**What is being asked**
"self.inner.surface.set_field_focused(index, false);" appears in one line of the listing below; retype that line and every later line exactly, stopping at the end, and nothing else.

**Data to process**
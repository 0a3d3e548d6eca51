//! Error taxonomy for site initialisation and browser calls.
//!
//! None of these reach the visitor. Initialisers return them, the bootstrap
//! logs them and keeps wiring the remaining features.

#[derive(Debug, thiserror::Error)]
pub enum SiteError {
    #[error("required element missing: {selector}")]
    MissingElement { selector: String },
    #[error("preference storage unavailable: {0}")]
    StorageUnavailable(String),
    #[error("invalid config field `{field}`: {reason}")]
    InvalidConfig { field: &'static str, reason: String },
    #[error("malformed json: {0}")]
    Json(#[from] serde_json::Error),
    #[error("case study content: {0}")]
    Content(String),
    #[error("browser call failed: {0}")]
    Js(String),
}

impl SiteError {
    pub fn missing(selector: impl Into<String>) -> Self {
        Self::MissingElement { selector: selector.into() }
    }

    /// Whether the error only means "this feature is not on the page".
    #[must_use]
    pub fn is_missing_element(&self) -> bool {
        matches!(self, Self::MissingElement { .. })
    }
}

pub type Result<T, E = SiteError> = std::result::Result<T, E>;
//! Contact form with a simulated send.
//!
//! There is no transport: a submit walks `Idle → Sending → Sent → Idle` on
//! fixed delays so the visitor sees the full feedback cycle.

#[cfg(test)]
#[path = "contact_test.rs"]
mod contact_test;

use std::cell::{Cell, RefCell};
use std::rc::{Rc, Weak};

use crate::config::SiteConfig;
use crate::util::schedule::{Scheduler, TaskHandle};

pub const SENDING_LABEL: &str = "Sending...";
pub const SENT_LABEL: &str = "Message Sent!";

#[derive(Clone, Copy, Debug, Default, PartialEq, Eq)]
pub enum FormPhase {
    #[default]
    Idle,
    Sending,
    Sent,
}

pub trait FormSurface {
    /// Submit control label, disabled flag, and the success cue.
    fn render_submit(&self, label: &str, disabled: bool, success: bool);
    /// Reset every input back to empty.
    fn clear_fields(&self);
    /// The "focused" flag on the container of field `index`.
    fn set_field_focused(&self, index: usize, focused: bool);
}

/// A field's value at submit time.
#[derive(Clone, Debug, PartialEq, Eq)]
pub struct FieldSnapshot {
    pub name: String,
    pub value: String,
    pub required: bool,
}

#[derive(Clone, Debug, PartialEq, Eq)]
pub enum SubmitOutcome {
    Started,
    /// A previous submission is still cycling.
    Busy,
    /// Required fields left blank, by name.
    MissingFields(Vec<String>),
}

#[derive(Clone, Copy, Debug, PartialEq, Eq)]
pub struct FormTiming {
    pub send_delay_ms: u32,
    pub sent_reset_ms: u32,
}

impl From<&SiteConfig> for FormTiming {
    fn from(config: &SiteConfig) -> Self {
        Self { send_delay_ms: config.send_delay_ms, sent_reset_ms: config.sent_reset_ms }
    }
}

struct FormInner {
    phase: Cell<FormPhase>,
    idle_label: String,
    surface: Box<dyn FormSurface>,
    scheduler: Rc<dyn Scheduler>,
    timing: FormTiming,
    send_task: RefCell<Option<TaskHandle>>,
    reset_task: RefCell<Option<TaskHandle>>,
}

impl FormInner {
    fn mark_sent(this: &Rc<Self>) {
        this.phase.set(FormPhase::Sent);
        this.surface.render_submit(SENT_LABEL, true, true);
        this.surface.clear_fields();

        let weak = Rc::downgrade(this);
        let task = this.scheduler.after(
            this.timing.sent_reset_ms,
            Box::new(move || {
                if let Some(inner) = weak.upgrade() {
                    inner.reset();
                }
            }),
        );
        *this.reset_task.borrow_mut() = Some(task);
    }

    fn reset(&self) {
        self.phase.set(FormPhase::Idle);
        self.surface.render_submit(&self.idle_label, false, false);
    }
}

pub struct ContactForm {
    inner: Rc<FormInner>,
}

impl ContactForm {
    /// `idle_label` is the submit control's label as authored in the markup.
    pub fn new(
        idle_label: impl Into<String>,
        surface: Box<dyn FormSurface>,
        scheduler: Rc<dyn Scheduler>,
        timing: FormTiming,
    ) -> Self {
        let inner = FormInner {
            phase: Cell::new(FormPhase::Idle),
            idle_label: idle_label.into(),
            surface,
            scheduler,
            timing,
            send_task: RefCell::new(None),
            reset_task: RefCell::new(None),
        };
        Self { inner: Rc::new(inner) }
    }

    /// Start the simulated send if the form is idle and complete.
    pub fn submit(&self, fields: &[FieldSnapshot]) -> SubmitOutcome {
        if self.inner.phase.get() != FormPhase::Idle {
            return SubmitOutcome::Busy;
        }
        let missing: Vec<String> = fields
            .iter()
            .filter(|field| field.required && field.value.trim().is_empty())
            .map(|field| field.name.clone())
            .collect();
        if !missing.is_empty() {
            return SubmitOutcome::MissingFields(missing);
        }

        self.inner.phase.set(FormPhase::Sending);
        self.inner.surface.render_submit(SENDING_LABEL, true, false);

        let weak: Weak<FormInner> = Rc::downgrade(&self.inner);
        let task = self.inner.scheduler.after(
            self.inner.timing.send_delay_ms,
            Box::new(move || {
                if let Some(inner) = weak.upgrade() {
                    FormInner::mark_sent(&inner);
                }
            }),
        );
        *self.inner.send_task.borrow_mut() = Some(task);
        log::info!("contact form submitted (simulated)");
        SubmitOutcome::Started
    }

    #[must_use]
    pub fn phase(&self) -> FormPhase {
        self.inner.phase.get()
    }

    pub fn on_field_focus(&self, index: usize) {
        self.inner.surface.set_field_focused(index, true);
    }

    /// Filled fields keep the focused look after blur.
    pub fn on_field_blur(&self, index: usize, value: &str) {
        if value.is_empty() {
            self.inner.surface.set_field_focused(index, false);
        }
    }
}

**Exercise response**
            self.inner.surface.set_field_focused(index, false);
        }
    }
}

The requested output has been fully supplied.